The electorate comprises 51 per cent women, yet only 23 female TDs were elected (14 per cent of the total). Ms Bacik’s report seems to suggest that this disparity is due to a lack of female candidates, but this is patently not the case.
A total of 58 female candidates were unsuccessful in 2007 – 21 of whom represented one of the three major parties, and 24 others represented the smaller political parties. A total of six sitting female TDs lost their seats. Why should these candidates be given preferential treatment over other (male) candidates who had more support among the electorate? And why should the political parties be forced to run more female candidates, when the electorate chose to reject such large numbers of the candidates they did select?
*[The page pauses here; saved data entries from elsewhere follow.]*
use sea_orm_migration::prelude::*;

use crate::m20251016_000001_create_poll_tables::{PollOptions, Polls};

#[derive(DeriveMigrationName)]
pub struct Migration;

#[async_trait::async_trait]
impl MigrationTrait for Migration {
    async fn up(&self, manager: &SchemaManager) -> Result<(), DbErr> {
        // Append-only vote ledger
        manager
            .create_table(
                Table::create()
                    .table(PollVotes::Table)
                    .if_not_exists()
                    .col(
                        ColumnDef::new(PollVotes::Id)
                            .integer()
                            .not_null()
                            .auto_increment()
                            .primary_key(),
                    )
                    .col(ColumnDef::new(PollVotes::PollId).integer().not_null())
                    .col(ColumnDef::new(PollVotes::OptionId).integer().not_null())
                    .col(ColumnDef::new(PollVotes::VoterId).big_integer().not_null())
                    .col(
                        ColumnDef::new(PollVotes::IpAddress)
                            .string_len(45) // IPv6 max length
                            .not_null(),
                    )
                    .col(ColumnDef::new(PollVotes::Timestamp).big_integer().not_null())
                    .foreign_key(
                        ForeignKey::create()
                            .name("fk_poll_votes_poll")
                            .from(PollVotes::Table, PollVotes::PollId)
                            .to(Polls::Table, Polls::Id)
                            .on_delete(ForeignKeyAction::Cascade)
                            .on_update(ForeignKeyAction::Cascade),
                    )
                    .foreign_key(
                        ForeignKey::create()
                            .name("fk_poll_votes_option")
                            .from(PollVotes::Table, PollVotes::OptionId)
                            .to(PollOptions::Table, PollOptions::Id)
                            .on_delete(ForeignKeyAction::Cascade)
                            .on_update(ForeignKeyAction::Cascade),
                    )
                    .to_owned(),
            )
            .await?;

        // One vote per voter per poll
        manager
            .create_index(
                Index::create()
                    .name("idx_poll_votes_poll_voter")
                    .table(PollVotes::Table)
                    .col(PollVotes::PollId)
                    .col(PollVotes::VoterId)
                    .unique()
                    .to_owned(),
            )
            .await?;

        // Tally grouping
        manager
            .create_index(
                Index::create()
                    .name("idx_poll_votes_poll_option")
                    .table(PollVotes::Table)
                    .col(PollVotes::PollId)
                    .col(PollVotes::OptionId)
                    .to_owned(),
            )
            .await?;

        Ok(())
    }

    async fn down(&self, manager: &SchemaManager) -> Result<(), DbErr> {
        manager
            .drop_table(Table::drop().table(PollVotes::Table).to_owned())
            .await
    }
}

#[derive(DeriveIden)]
enum PollVotes {
    Table,
    Id,
    PollId,
    OptionId,
    VoterId,
    IpAddress,
    Timestamp,
}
Female voters comprise a majority of the electorate, and had they chosen to do so, there were a sufficient number of candidates to elect 81 women to the Dáil – yet this did not happen. This glaring fact is omitted from Senator Bacik’s report.
The gender inequality in Irish politics is not brought about by the lack of will among political parties to nominate female candidates, but by the seeming unwillingness of the Irish electorate (including a large majority of women voters) to vote for them.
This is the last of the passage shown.